Noriko is a first-year at the Fukui campus. An anime otaku from the Hokuriku region, she aspires to become a voice actress. Noriko and Miracle are close friends.

====Umeda====
- Yukuri Harumiya (春宮 ゆくり, Harumiya Yukuri)

Yukuri is a first-year student at the Umeda campus. Skilled at ballet, she is an aspiring theater performer who hopes to join the Takarazuka Revue.
- Aurora Konohana (此花 輝夜, Konohana Ōrora)

Aurora is a beauty YouTuber who frequently travels overseas with her family and lived in Los Angeles before returning to Japan. She is a second-year student in Umeda.
- Midori Yamada (山田 真緑, Yamada Midori)

Midori is an environmentalist and first-year student at the Umeda Campus. She enjoys camping and nature, and works part-time jobs to donate her payments to charity.

====Sendai====
- Shion Sasaki (佐々木 翔音, Sasaki Shion)

An online streamer and a first-year student at the Sendai campus. Shion was initially doubtful of the club, but is ultimately the final member to join. She is a fan of Umi Sonoda from μ's.

===Other characters===
- Kotori Minami (南 ことり, Minami Kotori)
A teacher at Otonokizaka Academy whom Polka and Akira meet when they visit the campus. She helps Ikizulive! organize a concert at the school. Online, she uses the handle "Chun-sensei" (チュン先生).
Her identity is left vague before being confirmed in the First Fan Book. Yuhei Murota, the lead character designer for Love Live! School Idol Project, created Kotori's adult appearance.

==History==

The project was announced at the end of the Yokohama leg of the Love Live! Series Asia Tour 2024 on February 2, 2025. It officially launched on May 12.

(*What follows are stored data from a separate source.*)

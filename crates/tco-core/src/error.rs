//! # Error Types
//!
//! Domain-specific error types for tco-core.
//!
//! ## Error Hierarchy
//! ```text
//! ┌─────────────────────────────────────────────────────────────────────────┐
//! │                         Error Types                                     │
//! │                                                                         │
//! │  tco-core errors (this file)                                           │
//! │  ├── CoreError           - What `calculate` returns                    │
//! │  ├── ValidationError     - Structural or range violation (one field)   │
//! │  └── ConfigurationError  - Valid input that cannot be satisfied        │
//! │                                                                         │
//! │  tco-api errors (separate crate)                                       │
//! │  └── ApiError            - What HTTP clients see (serialized)          │
//! │                                                                         │
//! │  Flow: ValidationError ─┐                                              │
//! │                         ├─► CoreError ──► ApiError ──► HTTP 400 / 422  │
//! │  ConfigurationError ────┘                                              │
//! └─────────────────────────────────────────────────────────────────────────┘
//! ```
//!
//! Numerical edge cases (PUE below 1.0, negative savings, zero annual
//! savings) are NOT errors. They are clamped by [`crate::guards`].

use thiserror::Error;

// =============================================================================
// Core Error
// =============================================================================

/// Errors returned by the calculation engine.
///
/// A calculation either fails before any arithmetic runs (validation) or
/// while sizing equipment (configuration). There are no partial results.
#[derive(Debug, Error)]
pub enum CoreError {
    /// One or more fields failed validation.
    ///
    /// ## When This Occurs
    /// - A number is NaN or infinite
    /// - A value is outside its documented range
    /// - `manual_config` was chosen with an empty tank list
    #[error("Invalid configuration: {}", join_messages(.0))]
    Validation(Vec<ValidationError>),

    /// The configuration is valid but cannot be satisfied.
    #[error("Configuration cannot be satisfied: {0}")]
    Configuration(#[from] ConfigurationError),
}

impl CoreError {
    /// Returns the validation errors, if this is a validation failure.
    pub fn validation_errors(&self) -> &[ValidationError] {
        match self {
            CoreError::Validation(errors) => errors,
            CoreError::Configuration(_) => &[],
        }
    }
}

impl From<ValidationError> for CoreError {
    fn from(err: ValidationError) -> Self {
        CoreError::Validation(vec![err])
    }
}

fn join_messages(errors: &[ValidationError]) -> String {
    errors
        .iter()
        .map(ToString::to_string)
        .collect::<Vec<_>>()
        .join("; ")
}

// =============================================================================
// Validation Error
// =============================================================================

/// Input validation errors.
///
/// Every variant carries the dotted field path (for example
/// `air_cooling.power_per_rack_kw`) so the API layer can report field-level
/// errors.
#[derive(Debug, Clone, PartialEq, Error)]
pub enum ValidationError {
    /// The JSON document does not have the configuration shape.
    #[error("{field}: {reason}")]
    Structure { field: String, reason: String },

    /// A number is NaN or infinite.
    #[error("{field} must be a finite number")]
    NotFinite { field: String },

    /// Numeric value is out of range.
    #[error("{field} must be between {min} and {max} (got {value})")]
    OutOfRange {
        field: String,
        min: f64,
        max: f64,
        value: f64,
    },

    /// An efficiency ratio is outside (0, 1].
    #[error("{field} must be greater than 0 and at most 1 (got {value})")]
    InvalidRatio { field: String, value: f64 },

    /// A list that must have entries is empty.
    #[error("{field} must contain at least one entry")]
    Empty { field: String },
}

impl ValidationError {
    /// Returns the dotted path of the offending field.
    pub fn field(&self) -> &str {
        match self {
            ValidationError::Structure { field, .. }
            | ValidationError::NotFinite { field }
            | ValidationError::OutOfRange { field, .. }
            | ValidationError::InvalidRatio { field, .. }
            | ValidationError::Empty { field } => field,
        }
    }
}

// =============================================================================
// Configuration Error
// =============================================================================

/// A semantically valid configuration that the engine cannot satisfy.
///
/// Messages end with a remediation hint because the caller usually has to
/// change the input to get a result.
#[derive(Debug, Clone, PartialEq, Error)]
pub enum ConfigurationError {
    /// No tank combination reaches the requested power.
    #[error(
        "no tank combination reaches {target_kw} kW (maximum {max_kw} kW); \
         split the deployment or use manual_config with higher power density"
    )]
    TargetUnreachable { target_kw: f64, max_kw: f64 },

    /// The equipment catalog has no row for a rack, HVAC, tank or coolant type.
    #[error("equipment catalog has no pricing for {item}; add it to the catalog")]
    MissingPricing { item: String },

    /// The equipment catalog has no tank sizes at all.
    #[error("equipment catalog lists no tank sizes; supply at least one tank row")]
    EmptyTankCatalog,

    /// A catalog price, rate or density is unusable (NaN, negative, zero
    /// where a divisor is needed).
    #[error("equipment catalog entry {entry} is {value}, expected {expected}; correct the catalog")]
    InvalidCatalogValue {
        entry: String,
        value: f64,
        expected: &'static str,
    },
}

// =============================================================================
// Result Type Alias
// =============================================================================

/// Convenience type alias for Results with CoreError.
pub type CoreResult<T> = Result<T, CoreError>;

// =============================================================================
// Unit Tests
// =============================================================================
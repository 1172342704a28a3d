//! # Calculation Engine
//!
//! Runs the full pipeline for one configuration.
//!
//! ```text
//! ┌─────────────────────────────────────────────────────────────────────────┐
//! │  Calculator::calculate(&config)                                         │
//! │                                                                         │
//! │  1. validate_configuration ──── any error ──► CoreError::Validation    │
//! │     catalog check ──────────── unusable price ──► ConfigurationError   │
//! │  2. resolve region / currency / tariff                                  │
//! │  3. size air (racks) and immersion (tank plan) ─► ConfigurationError   │
//! │  4. CAPEX per system                                                    │
//! │  5. PUE analysis (facility power per system)                            │
//! │  6. OPEX projection, year 1..=N                                         │
//! │  7. TCO / NPV aggregation                                               │
//! │  8. environmental impact                                                │
//! │  9. assemble CalculationResults (rounding happens here)                 │
//! └─────────────────────────────────────────────────────────────────────────┘
//! ```
//!
//! `Calculator` holds only read-only data (catalog and limits), so one
//! instance can be shared across threads behind an `Arc`.

use chrono::Utc;
use sha2::{Digest, Sha256};
use tracing::debug;
use uuid::Uuid;

use crate::capex::{air_capex, immersion_capex, size_air, size_immersion};
use crate::environmental::{analyze_environment, analyze_pue};
use crate::equipment::EquipmentCatalog;
use crate::error::CoreResult;
use crate::money::Money;
use crate::opex::{project, Escalation, OperatingProfile};
use crate::pue::{air_pue, immersion_pue};
use crate::region::{resolve, REGIONAL_TABLE_VERSION};
use crate::results::{
    Breakdown, CalculationResults, CapexBreakdown, CapexComparison, Charts, CostBreakdownPoint,
    MaintenanceYear, OpexYearRow, Summary, TcoProgressionPoint, TcoYearRow,
};
use crate::tco::aggregate;
use crate::types::CalculationConfiguration;
use crate::validation::{validate_configuration, ValidationLimits, ValidationReport};
use crate::CALCULATION_VERSION;

/// Relative IT load difference above which the comparison is flagged.
const LOAD_MISMATCH_RATIO: f64 = 0.05;

/// The calculation engine with its pricing data and validation limits.
#[derive(Debug, Clone, Default)]
pub struct Calculator {
    catalog: EquipmentCatalog,
    limits: ValidationLimits,
}

impl Calculator {
    pub fn new(catalog: EquipmentCatalog, limits: ValidationLimits) -> Self {
        Calculator { catalog, limits }
    }

    pub fn catalog(&self) -> &EquipmentCatalog {
        &self.catalog
    }

    pub fn limits(&self) -> &ValidationLimits {
        &self.limits
    }

    /// Validates without calculating.
    pub fn validate(&self, config: &CalculationConfiguration) -> ValidationReport {
        validate_configuration(config, &self.limits)
    }

    /// Produces the full results for a configuration.
    ///
    /// ## Errors
    /// - [`crate::CoreError::Validation`] with every failed check
    /// - [`crate::CoreError::Configuration`] when no tank layout or price
    ///   row can satisfy the configuration
    pub fn calculate(&self, config: &CalculationConfiguration) -> CoreResult<CalculationResults> {
        let mut warnings = self.validate(config).into_result()?;
        self.catalog.check()?;

        let financial = &config.financial;
        let currency = financial.currency;
        let regional = resolve(financial.region, currency, financial.energy_cost_kwh);

        // Sizing
        let air_sizing = size_air(&config.air_cooling, &self.catalog)?;
        let tank_plan = size_immersion(&config.immersion_cooling, &self.catalog)?;

        if let Some(warning) = load_mismatch_warning(air_sizing.it_power_kw, tank_plan.it_power_kw)
        {
            warnings.push(warning);
        }

        // CAPEX
        let air_capex_lines =
            air_capex(&config.air_cooling, &air_sizing, &self.catalog, currency)?;
        let immersion_capex_lines = immersion_capex(
            &config.immersion_cooling,
            &tank_plan,
            &self.catalog,
            currency,
        )?;

        // PUE
        let pue_analysis = analyze_pue(
            air_pue(&config.air_cooling),
            immersion_pue(&config.immersion_cooling),
            air_sizing.it_power_kw,
            tank_plan.it_power_kw,
        );

        // OPEX
        let rack = self.catalog.rack(config.air_cooling.rack_type)?;
        let coolant = self.catalog.coolant(config.immersion_cooling.coolant_type)?;
        let air_profile = OperatingProfile {
            facility_power_kw: pue_analysis.air_facility_power_kw,
            capex_total: air_capex_lines.total(),
            maintenance_rate: self.catalog.air_maintenance_rate,
            labor_units: air_sizing.rack_count as f64,
            labor_cost_per_unit: currency.from_usd(rack.annual_labor_usd),
            coolant_capex: 0.0,
            coolant_replacement_rate: 0.0,
        };
        let immersion_profile = OperatingProfile {
            facility_power_kw: pue_analysis.immersion_facility_power_kw,
            capex_total: immersion_capex_lines.total(),
            maintenance_rate: self.catalog.immersion_maintenance_rate,
            labor_units: tank_plan.total_tanks as f64,
            labor_cost_per_unit: currency.from_usd(self.catalog.tank_annual_labor_usd),
            coolant_capex: immersion_capex_lines.coolant,
            coolant_replacement_rate: coolant.annual_replacement_rate,
        };
        let escalation = Escalation {
            energy: financial.energy_escalation_rate,
            maintenance: financial.maintenance_escalation_rate,
            labor: financial.labor_escalation_rate,
        };
        let opex = project(
            &air_profile,
            &immersion_profile,
            regional.energy_cost_per_kwh,
            &escalation,
            financial.analysis_years,
        );

        // TCO
        let tco = aggregate(
            air_capex_lines.total(),
            immersion_capex_lines.total(),
            &opex,
            financial.discount_rate,
        );

        let environmental = analyze_environment(&pue_analysis, &regional, financial.analysis_years);

        let calculation_id = Uuid::new_v4().to_string();
        debug!(
            calculation_id = %calculation_id,
            air_it_kw = air_sizing.it_power_kw,
            immersion_it_kw = tank_plan.it_power_kw,
            tanks = tank_plan.total_tanks,
            air_pue = pue_analysis.air_cooling_pue,
            immersion_pue = pue_analysis.immersion_cooling_pue,
            net_savings = tco.net_savings,
            "Calculation complete"
        );

        let summary = Summary {
            total_savings: Money::round(tco.total_savings),
            roi_percent: tco.roi_percent,
            payback_months: tco.payback_months,
            air_cooling_pue: pue_analysis.air_cooling_pue,
            immersion_cooling_pue: pue_analysis.immersion_cooling_pue,
            efficiency_improvement_percent: pue_analysis.improvement_percent,
            capex_difference: Money::round(tco.capex_difference),
            annual_opex_savings: Money::round(tco.annual_opex_savings),
            tco_air_cooling: Money::round(tco.tco_air),
            tco_immersion_cooling: Money::round(tco.tco_immersion),
            immersion_costs_more: tco.immersion_costs_more(),
            currency,
            analysis_years: financial.analysis_years,
        };

        let breakdown = Breakdown {
            capex: CapexComparison {
                air_cooling: CapexBreakdown::from(&air_capex_lines),
                immersion_cooling: CapexBreakdown::from(&immersion_capex_lines),
            },
            opex_annual: opex.iter().map(OpexYearRow::from).collect(),
            tco_cumulative: tco.years.iter().map(TcoYearRow::from).collect(),
            maintenance_schedule: opex.iter().map(MaintenanceYear::from).collect(),
            air_cooling_it_power_kw: air_sizing.it_power_kw,
            immersion_cooling_it_power_kw: tank_plan.it_power_kw,
            air_cooling_rack_count: air_sizing.rack_count,
            tank_plan,
        };

        let charts = Charts {
            tco_progression: tco.years.iter().map(TcoProgressionPoint::from).collect(),
            cost_breakdown: opex.iter().map(CostBreakdownPoint::from).collect(),
        };

        Ok(CalculationResults {
            calculation_id,
            calculated_at: Utc::now(),
            configuration_hash: configuration_hash(config),
            calculation_version: CALCULATION_VERSION.to_string(),
            regional_table_version: REGIONAL_TABLE_VERSION.to_string(),
            summary,
            breakdown,
            environmental,
            pue_analysis,
            charts,
            warnings,
        })
    }
}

"What is My Life?", the first single by Ikizulive!, was released on July 30, 2025. Each of the ten club members also received solo songs. The group's first live show took place between February 14 and 15, 2026 at Makuhari Messe.

During the project's first year, the story was primarily told through YouTube videos and X accounts representing each character. The latter method was dropped in February 2026. Love Live! creator Sakurako Kimino wrote the tweets, which were compiled into a book released on September 18, 2026.